Por construir un futuro energético sostenible

Ante el riesgo de que las rutas marítimas estratégicas se utilicen con fines belicosos y de que cualquier interrupción provoque efectos en cadena en los sectores de la energía, la logística y el comercio, muchos países están intensificando sus políticas de «diplomacia energética».

El primer ministro de la India, Narendra Modi. (Foto: ANI/VNA)
El primer ministro de la India, Narendra Modi. (Foto: ANI/VNA)

La gira del primer ministro de la India, Narendra Modi, por varios países de Oriente Medio y Europa refleja claramente esta estrategia, orientada a responder con eficacia a las perturbaciones del mercado energético mundial.

En apenas seis días, del 15 al 20 de mayo, Modi visitará cinco países: Emiratos Árabes Unidos (EAU), Países Bajos, Suecia, Noruega e Italia.

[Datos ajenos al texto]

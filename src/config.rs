//! Configuration loader and validator for the podcast catalog client.
use crate::model::WritePolicy;
use reqwest::Url;
use serde::{Deserialize, Serialize};
use std::fs;
use std::path::Path;
use std::time::Duration;
use thiserror::Error;

#[derive(Debug, Error)]
pub enum ConfigError {
    #[error("I/O error: {0}")]
    Io(#[from] std::io::Error),
    #[error("YAML parse error: {0}")]
    Parse(#[from] serde_yaml::Error),
    #[error("Invalid configuration: {0}")]
    Invalid(&'static str),
}

/// Top-level `config.yaml` document.
#[derive(Debug, Clone, Serialize, Deserialize, PartialEq, Eq)]
pub struct Config {
    pub app: App,
    pub api: Api,
    #[serde(default)]
    pub cache: Cache,
}

/// App-level settings.
#[derive(Debug, Clone, Serialize, Deserialize, PartialEq, Eq)]
pub struct App {
    pub data_dir: String,
}

/// Catalog API settings.
#[derive(Debug, Clone, Serialize, Deserialize, PartialEq, Eq)]
pub struct Api {
    pub base_url: String,
    pub timeout_ms: u64,
    pub user_agent: String,
}

/// Local catalog cache behaviour.
#[derive(Debug, Clone, Serialize, Deserialize, PartialEq, Eq, Default)]
pub struct Cache {
    #[serde(default)]
    pub write_policy: WritePolicy,
    /// Wrap the clear+write of a replacing cache write in one transaction.
    #[serde(default)]
    pub transactional_replace: bool,
}

impl Config {
    /// Create `app.data_dir` when it does not exist yet.
    pub fn ensure_dirs(&self) -> Result<(), std::io::Error> {
        if self.app.data_dir.trim().is_empty() {
            return Ok(());
        }
        fs::create_dir_all(&self.app.data_dir)
    }

    /// Default SQLite URL inside the data directory.
    pub fn database_url(&self) -> String {
        format!(
            "sqlite://{}/podshelf.db",
            self.app.data_dir.trim_end_matches('/')
        )
    }

    /// Base URL with a trailing slash so endpoint joins stay relative to it.
    pub fn base_url(&self) -> Result<Url, ConfigError> {
        parse_base_url(&self.api.base_url)
    }

    pub fn timeout(&self) -> Duration {
        Duration::from_millis(self.api.timeout_ms)
    }
}

fn parse_base_url(raw: &str) -> Result<Url, ConfigError> {
    let trimmed = raw.trim();
    let with_slash = if trimmed.ends_with('/') {
        trimmed.to_string()
    } else {
        format!("{}/", trimmed)
    };
    let url = Url::parse(&with_slash)
        .map_err(|_| ConfigError::Invalid("api.base_url must be an absolute URL"))?;
    if url.cannot_be_a_base() {
        return Err(ConfigError::Invalid("api.base_url must be an absolute URL"));
    }
    Ok(url)
}

/// Read and validate the YAML config at `path` (default `./config.yaml`).
pub fn load(path: Option<&Path>) -> Result<Config, ConfigError> {
    let path = path.unwrap_or_else(|| Path::new("config.yaml"));
    let content = fs::read_to_string(path)?;
    let cfg: Config = serde_yaml::from_str(&content)?;
    validate(&cfg)?;
    Ok(cfg)
}

fn validate(cfg: &Config) -> Result<(), ConfigError> {
    if cfg.app.data_dir.trim().is_empty() {
        return Err(ConfigError::Invalid("app.data_dir must be non-empty"));
    }
    if cfg.api.base_url.trim().is_empty() {
        return Err(ConfigError::Invalid("api.base_url must be non-empty"));
    }
    parse_base_url(&cfg.api.base_url)?;
    if cfg.api.timeout_ms == 0 {
        return Err(ConfigError::Invalid("api.timeout_ms must be > 0"));
    }
    if cfg.api.user_agent.trim().is_empty() {
        return Err(ConfigError::Invalid("api.user_agent must be non-empty"));
    }
    Ok(())
}

/// Returns the example YAML document.
pub fn example() -> &'static str {
    r#"app:
  data_dir: "./data"

api:
  base_url: "https://listen-api-test.listennotes.com/api/v2/"
  timeout_ms: 10000
  user_agent: "podshelf/0.1"

cache:
  # replace: a non-empty page replaces the whole cached catalog
  # append: a non-empty page is upserted on top of the cached catalog
  write_policy: "replace"
  transactional_replace: false
"#
}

La política de “diplomacia energética” impulsada por el dirigente indio se desarrolla en un contexto marcado por la escalada del conflicto en Oriente Medio y la congestión en el estratégico estrecho de Ormuz, factores que han provocado un fuerte incremento de los precios mundiales de la energía y ejercen una considerable presión sobre la economía india.

El fortalecimiento de la cooperación energética constituye uno de los principales objetivos de la gira. Los EAU, en particular, son un socio estratégico de Nueva Delhi al suministrarle importantes volúmenes de petróleo crudo, gas natural licuado y gas licuado de petróleo.

Mientras tanto, Europa, aún afectada por las secuelas de la crisis energética derivada del conflicto en Ucrania, enfrenta nuevos desafíos vinculados a la situación en Oriente Medio. Este escenario impulsa a los países europeos a acelerar la transición hacia energías renovables para reforzar su seguridad energética.

Gracias al rápido desarrollo de las energías limpias, Europa se ha convertido en un socio con amplia experiencia para la India en el proceso de transición energética.

Nueva Delhi tiene razones de peso para impulsar con urgencia su diplomacia energética. El país importa cerca del 85 por ciento de su petróleo crudo, unos 4,2 millones de barriles diarios, por lo que es especialmente vulnerable a las fluctuaciones del mercado energético internacional.

La economía india ya muestra señales del impacto de las tensiones en Oriente Medio. Más de la mitad de las importaciones de petróleo del país transitan por el estrecho de Ormuz, una zona que se está convirtiendo en un foco geopolítico cada vez más importante. Cualquier interrupción en la zona afecta directamente a las rutas de suministro del país sudasiático.

Además del estrecho de Ormuz, los recientes ataques en el mar Rojo y los debates sobre las tarifas de tránsito en el estrecho de Malaca evidencian que las rutas marítimas han dejado de ser meros corredores comerciales y pasaron a ser herramientas estratégicas vinculadas a la seguridad y la energía. Tal circunstancia alimenta las preocupaciones sobre la volatilidad de los flujos energéticos mundiales en el próximo tiempo.

El aumento de los precios del petróleo podría acarrear graves consecuencias para la India. Según Devarsh Vakil, analista de HDFC Securities en Mumbai, la escalada de los precios energéticos y la inestabilidad global ejercen una fuerte presión sobre las reservas de divisas del país.

El sector aéreo indio también se ha visto gravemente afectado por la cancelación de vuelos, la prolongación de los trayectos y el fuerte aumento del coste del combustible. Algunas aerolíneas han tenido que aplicar recargos en numerosos vuelos nacionales e internacionales. En el sector agrícola, el precio de los fertilizantes importados ha aumentado considerablemente debido a las interrupciones en las cadenas de suministro.

Sin embargo, en medio de este panorama desafiante, también emerge una tendencia positiva: la crisis energética está actuando como catalizador para acelerar la transición hacia energías renovables.

La participación de la energía solar en la producción eléctrica del país ha aumentado hasta el nueve por ciento, frente al 0,5 registrado hace una década. Paralelamente, Nueva Delhi está impulsando la cooperación con la Unión Europea en el desarrollo de energías verdes.

El gobierno indio también llamó a la población a reducir el consumo de combustible y limitar gastos innecesarios en divisas extranjeras para proteger las reservas nacionales.

En un contexto mundial donde la energía se convierte cada vez más en un instrumento político y desempeña un papel central en las relaciones económicas internacionales, el impulso de la India a la “diplomacia energética” por parte de la India contribuye a reforzar su capacidad de adaptación frente a las fluctuaciones externas. Más allá de la competencia a corto plazo por el suministro energético, la cooperación entre países será fundamental para construir un futuro energético sostenible.